Threat language amplifies all these concerns. A request for information is one thing. A request paired with possible termination or withdrawal is another. When a registry says it may reclaim addresses, the member hears more than paperwork pressure. It hears the possible interruption of customers, contracts, routing, DNS, security operations and business value. The registry may intend the threat as an enforcement backstop. The market prices it as confiscation risk.
The discretionary turn is not inevitable. It occurs when policy categories are vague, evidence demands are elastic, remedies are disproportionate and appeal routes are weak. A well-designed audit stops before that point. It asks: what question are we answering, what evidence is necessary, what privacy protections apply, what cure is available, what continuity risk exists, and what independent review can test our judgement?
A reported dispute, not a template for every member
The Cloud Innovation dispute is the most visible example of how utilisation review can become an institutional crisis. It should be handled with care because the public record is contested and litigation has spanned years.
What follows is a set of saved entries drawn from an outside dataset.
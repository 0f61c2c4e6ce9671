use anyhow::{Context, Result};
use rustc_hash::FxHashSet;
use std::fs;
use std::path::Path;
use tracing::{info, warn};

/// Namespaces and contributors to drop from the pipeline.
///
/// Loaded once at startup and immutable for the rest of the run. All the
/// predicates here are pure; resolution of namespace ids to display names
/// happens in the caller via [`crate::namespace::NamespaceCatalog`].
#[derive(Debug, Clone, Default)]
pub struct ExclusionRules {
    namespaces: FxHashSet<String>,
    namespace_ids: FxHashSet<String>,
    contributors: FxHashSet<String>,
}

impl ExclusionRules {
    pub fn new(
        namespaces: impl IntoIterator<Item = String>,
        contributors: impl IntoIterator<Item = String>,
    ) -> Self {
        Self {
            namespaces: namespaces.into_iter().collect(),
            namespace_ids: FxHashSet::default(),
            contributors: contributors.into_iter().collect(),
        }
    }

    /// Loads rules from an `exclude.md` file.
    ///
    /// Recognized line formats:
    /// - `` - `User talk:` `` — an excluded namespace display name
    /// - `` - `<username>FANDOM</username>` `` — an excluded contributor
    ///
    /// A missing file is not an error; it means nothing is excluded.
    pub fn load(path: &Path) -> Result<Self> {
        if !path.is_file() {
            warn!(path = %path.display(), "No exclusion file found, nothing will be excluded");
            return Ok(Self::default());
        }

        let content = fs::read_to_string(path)
            .with_context(|| format!("Failed to read exclusion file: {}", path.display()))?;

        let mut rules = Self::default();
        for line in content.lines() {
            let line = line.trim();
            let Some(body) = line.strip_prefix("- `").and_then(|s| s.strip_suffix('`')) else {
                continue;
            };

            if let Some(namespace) = body.strip_suffix(':') {
                rules.namespaces.insert(namespace.to_string());
            } else if let Some(rest) = body.strip_prefix("<username>") {
                if let Some(username) = rest.strip_suffix("</username>") {
                    rules.contributors.insert(username.to_string());
                }
            }
        }

        info!(
            namespaces = rules.namespaces.len(),
            contributors = rules.contributors.len(),
            "Exclusion rules loaded"
        );
        Ok(rules)
    }

    /// Registers numeric namespace ids to exclude, for exports where two
    /// different ids share a display name.
    pub fn add_namespace_ids(&mut self, ids: impl IntoIterator<Item = String>) {
        self.namespace_ids.extend(ids);
    }

    /// True when a namespace display name is excluded. MediaWiki uses spaces
    /// and underscores interchangeably in namespace names, so membership is
    /// tested against both the original and the space-normalized form.
    pub fn is_excluded_namespace(&self, name: &str) -> bool {
        if self.namespaces.contains(name) {
            return true;
        }
        let normalized = name.replace('_', " ");
        self.namespaces.contains(&normalized)
    }

    pub fn is_excluded_namespace_id(&self, ns_id: &str) -> bool {
        self.namespace_ids.contains(ns_id)
    }

    /// Title-prefix form of the namespace check, for callers that only have
    /// a canonical title.
    pub fn is_excluded_title(&self, title: &str) -> bool {
        match title.split_once(':') {
            Some((prefix, _)) => self.is_excluded_namespace(prefix),
            None => false,
        }
    }

    /// Exact-string contributor membership; no normalization.
    pub fn is_excluded_contributor(&self, name: &str) -> bool {
        self.contributors.contains(name)
    }

    pub fn is_empty(&self) -> bool {
        self.namespaces.is_empty() && self.namespace_ids.is_empty() && self.contributors.is_empty()
    }
}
The Internet Governance Project's 2021 account reported that AFRINIC reviewed Cloud Innovation's use of IPv4 resources, identified discrepancies between registered usage descriptions and countries where the resources were allegedly used, questioned consistency between expressed need and actual purpose, demanded detailed information about use, country and planned utilisation, and threatened termination and reclaim. Cloud Innovation disputed the allegations and argued that the demands were excessive and intrusive.
The important point for address-utilisation economics is not to re-try the case. It is to observe the escalation pattern as reported by public sources. A registry concerned about scarce addresses and past misuse moved from review into a high-stakes remedy. The member, facing what it said was an existential threat to its business and customers, responded with litigation. Courts became part of registry governance. AFRINIC's operations were affected. Later reporting described bank-account freezes, receivership, election disputes, ICANN concerns, board recovery efforts and continuing legal conflict. A resource review had become part of a much larger struggle over institutional power.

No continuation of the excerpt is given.